I've applied for a job in Lancaster. Totally jumping gun as not even been for interview yet (Thursday eek)

But I wondered what Lancaster or surrounding is like for horses? Good livery yards? Competition centres? Cross country courses? Places to hack etc!


----------



## DGIN (22 October 2014)

Hi, I live about 7 miles from Lancaster, there are a few places in Lancaster but im not 100% sure of them. I do know there is EW Equestrian http://ewequestrianservices.co.uk/contact-us.htm. Around me there are quite a few horse places and better hacking, we are near the beach which is fab!! I tend to go to Myerscough or Barton for local competitions but there is also Osbaldeston and a few further afield. There is a livery yard local which has a small practice cross country course but if we want to go to a proper one we go to craven http://www.cravencountryride.co.uk/ its amazing! Get in touch if you would like any more information and good luck with your interview. 

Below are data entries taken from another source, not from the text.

//! Engine-neutral payload filters
//!
//! Benchmark datasets express query conditions as a small JSON language:
//!
//! ```text
//! {"and": [{"color": {"match": {"value": "red"}}},
//!          {"price": {"range": {"gte": 10, "lt": 20}}}]}
//! ```
//!
//! [`Filter::from_conditions`] parses it once; each engine translates the
//! typed tree into its native filter syntax.

use crate::params::Params;
use crate::{Error, Result};
use serde_json::Value;

/// Numeric bounds of a range condition.
#[derive(Debug, Clone, Copy, Default, PartialEq)]
pub struct Range {
    /// Strictly greater than
    pub gt: Option<f64>,
    /// Greater than or equal
    pub gte: Option<f64>,
    /// Strictly less than
    pub lt: Option<f64>,
    /// Less than or equal
    pub lte: Option<f64>,
}

impl Range {
    /// Whether `value` satisfies every bound.
    #[must_use]
    pub fn contains(&self, value: f64) -> bool {
        self.gt.map_or(true, |b| value > b)
            && self.gte.map_or(true, |b| value >= b)
            && self.lt.map_or(true, |b| value < b)
            && self.lte.map_or(true, |b| value <= b)
    }

    /// Bounds as `(operator, value)` pairs, in gt/gte/lt/lte order.
    pub fn bounds(&self) -> impl Iterator<Item = (&'static str, f64)> {
        [("gt", self.gt), ("gte", self.gte), ("lt", self.lt), ("lte", self.lte)]
            .into_iter()
            .filter_map(|(op, v)| v.map(|v| (op, v)))
    }
}

/// Payload filter tree.
#[derive(Debug, Clone, PartialEq)]
pub enum Filter {
    /// Field equals value (string, integer or bool)
    Match {
        /// Payload field
        field: String,
        /// Expected value
        value: Value,
    },
    /// Numeric field within bounds
    Range {
        /// Payload field
        field: String,
        /// Bounds
        range: Range,
    },
    /// All sub-filters hold
    And(Vec<Filter>),
    /// At least one sub-filter holds
    Or(Vec<Filter>),
}

impl Filter {
    /// Exact-match condition.
    #[must_use]
    pub fn matches_value(field: impl Into<String>, value: impl Into<Value>) -> Self {
        Self::Match {
            field: field.into(),
            value: value.into(),
        }
    }

    /// Parse the benchmark condition language.
    ///
    /// # Errors
    ///
    /// Returns [`Error::InvalidFilter`] for unknown operators, empty
    /// conditions or non-numeric range bounds.
    pub fn from_conditions(conditions: &Value) -> Result<Self> {
        let Value::Object(map) = conditions else {
            return Err(Error::InvalidFilter(format!("expected object, got {conditions}")));
        };
        let mut clauses = Vec::with_capacity(map.len());
        for (key, body) in map {
            clauses.push(Self::parse_clause(key, body)?);
        }
        match clauses.len() {
            0 => Err(Error::InvalidFilter("empty conditions".to_string())),
            1 => Ok(clauses.remove(0)),
            _ => Ok(Self::And(clauses)),
        }
    }

    fn parse_clause(key: &str, body: &Value) -> Result<Self> {
        match (key, body) {
            ("and" | "or", Value::Array(items)) => {
                let parsed = items.iter().map(Self::from_conditions).collect::<Result<Vec<_>>>()?;
                Ok(if key == "and" { Self::And(parsed) } else { Self::Or(parsed) })
            }
            (field, Value::Object(ops)) => Self::parse_field(field, ops),
            _ => Err(Error::InvalidFilter(format!("malformed condition on {key:?}: {body}"))),
        }
    }

    fn parse_field(field: &str, ops: &serde_json::Map<String, Value>) -> Result<Self> {
        if let Some(m) = ops.get("match") {
            let value = m
                .get("value")
                .cloned()
                .ok_or_else(|| Error::InvalidFilter(format!("match on {field:?} without value")))?;
            return Ok(Self::Match {
                field: field.to_string(),
                value,
            });
        }
        if let Some(Value::Object(bounds)) = ops.get("range") {
            let mut range = Range::default();
            for (op, v) in bounds {
                let v = v.as_f64().ok_or_else(|| {
                    Error::InvalidFilter(format!("non-numeric bound {op} on {field:?}"))
                })?;
                match op.as_str() {
                    "gt" => range.gt = Some(v),
                    "gte" => range.gte = Some(v),
                    "lt" => range.lt = Some(v),
                    "lte" => range.lte = Some(v),
                    other => {
                        return Err(Error::InvalidFilter(format!(
                            "unknown range operator {other:?}"
                        )))
                    }
                }
            }
            return Ok(Self::Range {
                field: field.to_string(),
                range,
            });
        }
        Err(Error::InvalidFilter(format!(
            "unsupported condition on {field:?}: {}",
            Value::Object(ops.clone())
        )))
    }

    /// Evaluate against a record payload. Missing fields never match.
    #[must_use]
    pub fn matches(&self, payload: Option<&Params>) -> bool {
        match self {
            Self::Match { field, value } => payload
                .and_then(|p| p.get(field))
                .is_some_and(|actual| match actual {
                    Value::Array(items) => items.contains(value),
                    other => other == value,
                }),
            Self::Range { field, range } => payload
                .and_then(|p| p.get(field))
                .and_then(Value::as_f64)
                .is_some_and(|v| range.contains(v)),
            Self::And(filters) => filters.iter().all(|f| f.matches(payload)),
            Self::Or(filters) => filters.iter().any(|f| f.matches(payload)),
        }
    }
}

The local riding club have a message board if you fancy taking a look http://www.morecambebayridingclub.co.uk/index.php?p=27


----------



## dollymix (23 October 2014)

This is great thanks. I'll keep note! Incidentally, Craven Country Ride is about 15 mins away from currently ;-)


----------



## Holly Hocks (23 October 2014)

Beaumont Cote were advertising livery last week. They have pretty good facilities as far as I know.


----------



## dollymix (25 October 2014)

Thanks I will look them up.. Do they have a website as I can only find a Facebook page?


----------



## Toast (26 October 2014)

I'm in Lancaster. I've been a livery on Beaumont Cote and its nice! They don't have a website but if you message Kate on the facebook page I'm sure she'll get back to you.The facilities are very good. I'm now on Oakenhead Livery Stables which is very nice too. They don't have the facilities that Beaumont Cote do but I like that the liveries are nice and friendly, it's cheaper than BC, the grazing is fab and the hacking is amazing!
Both are quite close to the Thoroughbred Rehabilitation Centre, just to give you a landmark. 
Myerscough college isn't far to compete and always has stuff going on. BC has an xc course which is open in summer as long as it's dry. You can use it for free if you are a livery and you can pay to use it for the day if you aren't


----------



## dollymix (30 October 2014)

Woohoo got a second interview next week :-D


----------



## FionaM12 (30 October 2014)

Good luck with the second interview! 

There's also Lunecliffe Stables, about 2 miles south of Lancaster near Stodday village, It's a small secluded livery yard, about 12 stables, 24/7 summer turnout and daytime winter. Floodlit arena. PM me for telephone number if you're interested.


----------



## dollymix (30 October 2014)

I will do - thanks!
Not contacting places yet - seems like tempting fate otherwise!


----------